“Obesitas” ai tempi dei Romani era lo specchio di una vita agiata e prospera: oggi invece sappiamo che “obesitas” é sinonimo di patologie croniche associate.
Nel mio ambito, quello della chirurgia ortopedica, ho modo di valutare ogni giorno l’impatto che un elevato indice di massa corporea (BMI) ha sull’incidenza di osteoartrosi (OA) relativamente alle articolazioni del ginocchio e dell’anca: attualmente è stato stimato che il 69% delle protesi di ginocchio e il 27% delle protesi d’anca impiantate sono ascrivibili a persone con sovrappeso o obesità.
Il danno a carico delle articolazioni, contrariamente a quanto sarebbe facile dedurre, non é da imputare unicamente alle aumentate forze di carico articolari (dovute all’elevato peso corporeo), ma anche:
• alla perdita di tonicità muscolare (dovuta alla ridotta attività fisica)
• al cambiamento delle leve meccaniche articolari: cambiano completamente al modificarsi dei pattern motori che utilizziamo quando il nostro peso corporeo aumenta considerevolmente. Un esempio per essere più chiari: se aumenta la circonferenza delle cosce, la persona deve necessariamente allargare la base di appoggio dei piedi. e adattare la propria camminata al fatto che é necessario più spazio tra i due arti inferiori per l’ingombro dell’adipe.
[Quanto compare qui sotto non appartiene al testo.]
use async_trait::async_trait;
use std::path::{Path, PathBuf};
use std::time::{Duration, Instant};
use tempfile::TempDir;
use uuid::Uuid;

pub mod whisper;
pub mod ytdlp;

pub use whisper::WhisperCli;
pub use ytdlp::YtDlp;

use crate::config::Config;

#[derive(thiserror::Error, Debug)]
pub enum TranscribeError {
    #[error("{tool} is not available. {guidance}")]
    ToolMissing { tool: String, guidance: String },

    #[error("Download failed: {0}")]
    DownloadFailed(String),

    #[error("Audio download failed: extracted file is missing or empty")]
    EmptyAudio,

    #[error("Speech model is not available: {0}")]
    ModelUnavailable(String),

    #[error("Speech recognition failed: {0}")]
    ModelFailed(String),

    #[error("I/O error: {0}")]
    Io(#[from] std::io::Error),
}

/// Outcome of the audio stage; `text` holds the error description on failure
#[derive(Debug, Clone)]
pub struct TranscriptionResult {
    /// Transcribed text, or a description of what went wrong
    pub text: String,

    /// Wall-clock time spent in the stage
    pub elapsed: Duration,

    /// Size of the extracted audio, when it got that far
    pub audio_bytes: Option<u64>,

    /// Whether `text` is a transcript rather than an error message
    pub succeeded: bool,
}

impl TranscriptionResult {
    pub fn success(text: String, elapsed: Duration, audio_bytes: u64) -> Self {
        Self {
            text,
            elapsed,
            audio_bytes: Some(audio_bytes),
            succeeded: true,
        }
    }

    pub fn failure(error: &TranscribeError, elapsed: Duration) -> Self {
        Self {
            text: error.to_string(),
            elapsed,
            audio_bytes: None,
            succeeded: false,
        }
    }
}

/// Produces a transcript for a video URL. Never fails: errors come back as text.
#[async_trait]
pub trait TranscriptionProvider: Send + Sync {
    async fn transcribe(&self, url: &str) -> TranscriptionResult;
}

/// Extracts the audio track of a video URL into a local file
#[async_trait]
pub trait AudioFetcher: Send + Sync {
    /// Write the audio track to `dest`
    async fn fetch_audio(&self, url: &str, dest: &Path) -> Result<(), TranscribeError>;

    /// File extension of the produced audio
    fn extension(&self) -> &str;
}

/// Speech-to-text over a local audio file
#[async_trait]
pub trait SpeechModel: Send + Sync {
    async fn transcribe_file(&self, audio: &Path) -> Result<String, TranscribeError>;

    /// Get the model name for logging
    fn name(&self) -> &str;
}

/// Download-then-recognize pipeline over a scoped work directory
pub struct AudioTranscriber {
    fetcher: Box<dyn AudioFetcher>,
    model: Box<dyn SpeechModel>,
    work_root: Option<PathBuf>,
}

impl AudioTranscriber {
    pub fn new(fetcher: Box<dyn AudioFetcher>, model: Box<dyn SpeechModel>, work_root: Option<PathBuf>) -> Self {
        Self { fetcher, model, work_root }
    }

    /// yt-dlp + whisper as configured
    pub fn from_config(config: &Config) -> Self {
        Self::new(
            Box::new(YtDlp::new(&config.downloader)),
            Box::new(WhisperCli::new(&config.transcription)),
            config.downloader.work_dir.clone(),
        )
    }

    fn work_dir(&self) -> Result<TempDir, TranscribeError> {
        let dir = match &self.work_root {
            Some(root) => {
                fs_err::create_dir_all(root)?;
                tempfile::Builder::new().prefix("biliscribe-").tempdir_in(root)?
            }
            None => tempfile::Builder::new().prefix("biliscribe-").tempdir()?,
        };
        Ok(dir)
    }

    async fn run(&self, url: &str) -> Result<(String, u64), TranscribeError> {
        // Dropping the directory removes the audio on every error path
        let work_dir = self.work_dir()?;
        let audio_path = work_dir.path().join(format!(
            "audio_{}.{}",
            &Uuid::new_v4().simple().to_string()[..8],
            self.fetcher.extension()
        ));

        tracing::info!("Extracting audio to: {}", audio_path.display());
        self.fetcher.fetch_audio(url, &audio_path).await?;

        let size = match fs_err::metadata(&audio_path) {
            Ok(meta) if meta.len() > 0 => meta.len(),
            _ => return Err(TranscribeError::EmptyAudio),
        };
        tracing::info!("Audio extracted: {} KB", size / 1024);

        tracing::info!("Running speech model '{}'", self.model.name());
        let text = self.model.transcribe_file(&audio_path).await?;

        work_dir.close()?;
        Ok((text, size))
    }
}

#[async_trait]
impl TranscriptionProvider for AudioTranscriber {
    async fn transcribe(&self, url: &str) -> TranscriptionResult {
        let started = Instant::now();

        match self.run(url).await {
            Ok((text, size)) => TranscriptionResult::success(text, started.elapsed(), size),
            Err(e) => {
                tracing::warn!("Transcription failed: {}", e);
                TranscriptionResult::failure(&e, started.elapsed())
            }
        }
    }
}
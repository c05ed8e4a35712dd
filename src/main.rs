use anyhow::Result;
use clap::Parser;
use std::process::ExitCode;
use tracing_subscriber::{layer::SubscriberExt, util::SubscriberInitExt};

use bili_scribe::{
    AudioTranscriber, BiliApiClient, Cli, Config, HttpRedirectFollower, Pipeline, Resolver, ScribeError,
};

#[tokio::main(flavor = "current_thread")]
async fn main() -> ExitCode {
    // Logs go to stderr so they stay out of the interactive prompts
    tracing_subscriber::registry()
        .with(
            tracing_subscriber::EnvFilter::try_from_default_env()
                .unwrap_or_else(|_| "bili_scribe=warn".into()),
        )
        .with(tracing_subscriber::fmt::layer().with_writer(std::io::stderr))
        .init();

    let _cli = Cli::parse();

    match run().await {
        Ok(()) => ExitCode::SUCCESS,
        Err(e) => {
            // Run-ending failures were already explained to the user
            if e.downcast_ref::<ScribeError>().is_none() {
                eprintln!("Error: {:#}", e);
            }
            tracing::debug!("Run ended with failure: {:#}", e);
            ExitCode::FAILURE
        }
    }
}

async fn run() -> Result<()> {
    let config = Config::load()?;

    let resolver = Resolver::new(Box::new(HttpRedirectFollower::new(config.short_link_timeout())?));
    let api = BiliApiClient::new(&config.api)?;
    let transcriber = AudioTranscriber::from_config(&config);
    let pipeline = Pipeline::new(&config, resolver, Box::new(api), Box::new(transcriber));

    let stdin = std::io::stdin();
    let mut input = stdin.lock();
    let mut out = std::io::stdout();

    let outcome = pipeline.run(&mut input, &mut out).await?;
    tracing::info!(
        "Finished {} (saved: {})",
        outcome.report.bvid,
        outcome.saved_to.is_some()
    );

    Ok(())
}
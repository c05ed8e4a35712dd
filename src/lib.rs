//! Bili Scribe - pull everything useful out of a Bilibili video link
//!
//! Resolves a BV identifier from whatever link the user pastes, fetches the
//! title, description and hot comments from the public web API, and
//! transcribes the audio track with yt-dlp plus a local Whisper model.

pub mod api;
pub mod cli;
pub mod config;
pub mod pipeline;
pub mod report;
pub mod resolver;
pub mod transcribe;

pub use api::{ApiError, BiliApiClient, CommentSection, RankedComment, VideoApi, VideoMetadata};
pub use cli::Cli;
pub use config::Config;
pub use pipeline::{Pipeline, RunOutcome};
pub use report::Report;
pub use resolver::{Bvid, HttpRedirectFollower, Resolver, VideoRef};
pub use transcribe::{AudioTranscriber, TranscribeError, TranscriptionProvider, TranscriptionResult};

/// Result type used throughout the library
pub type Result<T> = anyhow::Result<T>;

/// Failures that end a run
#[derive(thiserror::Error, Debug)]
pub enum ScribeError {
    #[error("Could not extract a BV identifier from: {0}")]
    UnresolvedUrl(String),

    #[error("Failed to fetch video info: {0}")]
    Metadata(#[from] ApiError),
}
use serde::{Deserialize, Serialize};

use crate::enums::Frequency;
use crate::schedule::Schedule;

/// Declarative configuration of a recurrence trigger attached to a Logic App
/// workflow.
///
/// `name` and `logic_app_id` identify the trigger; changing either means the
/// trigger has to be recreated.
#[derive(Debug, Clone, PartialEq, Eq, Serialize, Deserialize)]
pub struct RecurrenceTriggerConfig {
  /// Trigger name within the parent workflow.
  pub name: String,

  /// Resource ID of the parent workflow.
  pub logic_app_id: String,

  pub frequency: Frequency,

  /// Number of `frequency` units between firings. Any integer is accepted.
  pub interval: i64,

  /// RFC3339 timestamp of the first firing.
  #[serde(default, skip_serializing_if = "Option::is_none")]
  pub start_time: Option<String>,

  /// Only sent to the service together with `start_time`.
  #[serde(default, skip_serializing_if = "Option::is_none")]
  pub time_zone: Option<String>,

  #[serde(default, skip_serializing_if = "Option::is_none")]
  pub schedule: Option<Schedule>,
}

impl RecurrenceTriggerConfig {
  pub fn new(
    name: impl Into<String>,
    logic_app_id: impl Into<String>,
    frequency: Frequency,
    interval: i64,
  ) -> Self {
    Self {
      name: name.into(),
      logic_app_id: logic_app_id.into(),
      frequency,
      interval,
      start_time: None,
      time_zone: None,
      schedule: None,
    }
  }

  pub fn with_start_time(mut self, start_time: impl Into<String>) -> Self {
    self.start_time = Some(start_time.into());
    self
  }

  pub fn with_time_zone(mut self, time_zone: impl Into<String>) -> Self {
    self.time_zone = Some(time_zone.into());
    self
  }

  pub fn with_schedule(mut self, schedule: Schedule) -> Self {
    self.schedule = Some(schedule);
    self
  }
}

#[cfg(test)]
mod tests {
  use super::*;
  use crate::enums::Weekday;

  #[test]
  fn test_deserialize_minimal_config() {
    let json = r#"{
      "name": "every-day",
      "logic_app_id": "/subscriptions/00000000-0000-0000-0000-000000000000/resourceGroups/rg/providers/Microsoft.Logic/workflows/wf",
      "frequency": "Day",
      "interval": 1
    }"#;

    let config: RecurrenceTriggerConfig = serde_json::from_str(json).unwrap();
    assert_eq!(config.name, "every-day");
    assert_eq!(config.frequency, Frequency::Day);
    assert_eq!(config.interval, 1);
    assert!(config.start_time.is_none());
    assert!(config.time_zone.is_none());
    assert!(config.schedule.is_none());
  }

  #[test]
  fn test_deserialize_rejects_unknown_frequency() {
    let json = r#"{"name": "t", "logic_app_id": "x", "frequency": "Year", "interval": 1}"#;
    assert!(serde_json::from_str::<RecurrenceTriggerConfig>(json).is_err());
  }

  #[test]
  fn test_serialize_omits_unset_fields() {
    let config = RecurrenceTriggerConfig::new("t", "id", Frequency::Week, 2)
      .with_schedule(Schedule::default().with_days([Weekday::Friday]));

    let value = serde_json::to_value(&config).unwrap();
    assert!(value.get("start_time").is_none());
    assert!(value.get("time_zone").is_none());
    assert_eq!(value["schedule"]["on_these_days"], serde_json::json!(["Friday"]));
    assert!(value["schedule"].get("at_these_hours").is_none());
  }
}
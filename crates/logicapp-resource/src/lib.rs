//! Logicapp Resource
//!
//! This crate provides the recurrence trigger resource: its schema, its
//! operation timeouts, and the create/read/update/delete orchestration that
//! validates configuration, expands it into a trigger document and hands it
//! to a [`WorkflowClient`](logicapp_store::WorkflowClient).
//!
//! ```text
//!   Absent ──create──▶ Present ──update──▶ Present
//!     ▲                   │
//!     └──delete / read ───┘   (read drops a trigger deleted out of band)
//! ```

mod error;
mod resource;
mod schema;
mod state;
mod timeouts;

pub use error::ResourceError;
pub use resource::RecurrenceTriggerResource;
pub use schema::{Attribute, AttributeType, RESOURCE_TYPE, ResourceSchema, schema};
pub use state::{ResourceState, trigger_resource_id};
pub use timeouts::ResourceTimeouts;
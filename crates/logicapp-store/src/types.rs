use chrono::{DateTime, Utc};
use serde::{Deserialize, Serialize};
use serde_json::{Map, Value, json};

use crate::StoreError;

/// A workflow and its definition document.
#[derive(Debug, Clone, PartialEq, Serialize, Deserialize)]
pub struct Workflow {
  pub id: String,
  pub resource_group: String,
  pub name: String,
  pub definition: Value,
  pub changed_at: DateTime<Utc>,
}

impl Workflow {
  /// An empty workflow with no triggers or actions.
  pub fn new(subscription_id: &str, resource_group: &str, name: &str) -> Self {
    Self {
      id: Self::resource_id(subscription_id, resource_group, name),
      resource_group: resource_group.to_string(),
      name: name.to_string(),
      definition: json!({"triggers": {}, "actions": {}}),
      changed_at: Utc::now(),
    }
  }

  pub fn resource_id(subscription_id: &str, resource_group: &str, name: &str) -> String {
    format!(
      "/subscriptions/{subscription_id}/resourceGroups/{resource_group}/providers/Microsoft.Logic/workflows/{name}"
    )
  }

  /// The trigger document stored under `name`, if any.
  pub fn trigger(&self, name: &str) -> Option<&Value> {
    self.definition.get("triggers")?.get(name)
  }

  pub(crate) fn set_trigger(&mut self, name: &str, document: Value) -> Result<(), StoreError> {
    self.triggers_mut()?.insert(name.to_string(), document);
    self.changed_at = Utc::now();
    Ok(())
  }

  pub(crate) fn remove_trigger(&mut self, name: &str) -> Result<Option<Value>, StoreError> {
    let removed = self.triggers_mut()?.remove(name);
    if removed.is_some() {
      self.changed_at = Utc::now();
    }
    Ok(removed)
  }

  fn triggers_mut(&mut self) -> Result<&mut Map<String, Value>, StoreError> {
    let name = self.name.clone();
    let definition = self
      .definition
      .as_object_mut()
      .ok_or_else(|| StoreError::InvalidDefinition {
        name: name.clone(),
        message: "definition is not an object".to_string(),
      })?;

    definition
      .entry("triggers")
      .or_insert_with(|| Value::Object(Map::new()))
      .as_object_mut()
      .ok_or_else(|| StoreError::InvalidDefinition {
        name,
        message: "`triggers` is not an object".to_string(),
      })
  }
}

/// A trigger document and the workflow it was found in.
#[derive(Debug, Clone, PartialEq)]
pub struct FetchedTrigger {
  pub document: Value,
  pub workflow: Workflow,
}

#[cfg(test)]
mod tests {
  use super::*;

  #[test]
  fn test_new_workflow_id() {
    let workflow = Workflow::new("sub", "rg", "wf");
    assert_eq!(
      workflow.id,
      "/subscriptions/sub/resourceGroups/rg/providers/Microsoft.Logic/workflows/wf"
    );
    assert_eq!(workflow.definition["triggers"], json!({}));
  }

  #[test]
  fn test_set_and_remove_trigger() {
    let mut workflow = Workflow::new("sub", "rg", "wf");
    workflow
      .set_trigger("t", json!({"type": "Recurrence"}))
      .unwrap();
    assert_eq!(workflow.trigger("t"), Some(&json!({"type": "Recurrence"})));

    let removed = workflow.remove_trigger("t").unwrap();
    assert!(removed.is_some());
    assert_eq!(workflow.trigger("t"), None);
    assert_eq!(workflow.remove_trigger("t").unwrap(), None);
  }

  #[test]
  fn test_set_trigger_creates_missing_triggers_map() {
    let mut workflow = Workflow::new("sub", "rg", "wf");
    workflow.definition = json!({"actions": {}});
    workflow.set_trigger("t", json!({})).unwrap();
    assert!(workflow.trigger("t").is_some());
  }

  #[test]
  fn test_malformed_definition() {
    let mut workflow = Workflow::new("sub", "rg", "wf");
    workflow.definition = json!({"triggers": []});
    let err = workflow.set_trigger("t", json!({})).unwrap_err();
    assert!(matches!(err, StoreError::InvalidDefinition { .. }));
  }
}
• a fattori metabolici che determinano, nel soggetto obeso, lo svilupparsi di uno stato infiammatorio di base che sul lungo periodo può avere un effetto diretto sul tessuto articolare, accelerandone il deterioramento. Infatti nel paziente obeso aumenta anche il rischio di artrosi a carico delle mani per esempio, che certamente non sono sottoposte ad aumento del carico dovuto al peso corporeo. Non é ancora stato dimostrato, ma si pensa che la degradazione dei tessuti (cartilagine, sinovia e osso) sia dovuta all’alterazione delle vie metaboliche delle adipochine in relazione proprio a questo stato infiammatorio: i recettori della leptina e della adiponectina, in particolare, si trovano proprio sulla superficie dei condrociti, dei sinoviociti e degli osteoblasti; inoltre la leptina favorisce l’attività degli enzimi degradativi e delle citochine che stanno alla base dello sviluppo dei processi infiammatori.
Nel paziente obeso la degenerazione cartilaginea si accelera al punto di anticipare di circa 10 anni la necessità di sostituzione protesica artricolare dell’anca o del ginocchio. Il problema sarà poi anche relativo al periodo post-operatorio, sia per le complicanze sia perché la riabilitazione sarà decisamente più lenta e difficoltosa.
C’è uno studio molto interessante di Messier et al. che ha dimostrato che, a fronte di una perdita di un solo kg di massa grassa, si determina sul ginocchio una diminuzione di carico articolare di ben 4 kg durante il passo: non è questa la sede per spiegare il perché, grazie alle leve che distribuiscono i carichi, venga moltiplicato il beneficio, ma sono convinto che questo miglioramento, che si traduce poi in termini di miglioramento della sintomatologia, possa essere tra le molle scatenanti nel paziente la voglia di volersi sentire sempre meglio a tutti i costi. Potrebbe essere un buon punto di partenza.
É consigliabile affrontare un percorso di perdita di peso PRIMA di arrivare all’intervento in modo da ridurre lo stato infiammatorio di base di cui abbiamo parlato (favorendo quindi il riassestamento dei livelli delle citochine) e per limitare il rischio di complicanze chirurgiche: mi rendo però conto che questo è un obiettivo di difficilissimo approccio, perché il paziente si trova ad affrontare un dolore a volte insopportabile, e questo rende quasi impossibile svolgere l’attività fisica necessaria al dispendio energetico utile per il calo ponderale…inoltre convivere con il dolore porterebbe chiunque ad essere maldisposto nei confronti di una dieta di grandi sacrifici e limitazioni.
Eppure é un traguardo importante da raggiungere, poiché é stato dimostrato anche da Forsythe et al. che, ad una perdita di peso importante, si associano una significativa diminuzione della produzione di adipochine infiammatorie associate al peggioramento del danno cartilagineo (in particolare la proteina C-reattiva, fattore di necrosi tumorale, interleuchina-6), una considerevole riduzione della sintomatologia dolorosa e della disabilità nello svolgimento delle attività di vita quotidiana.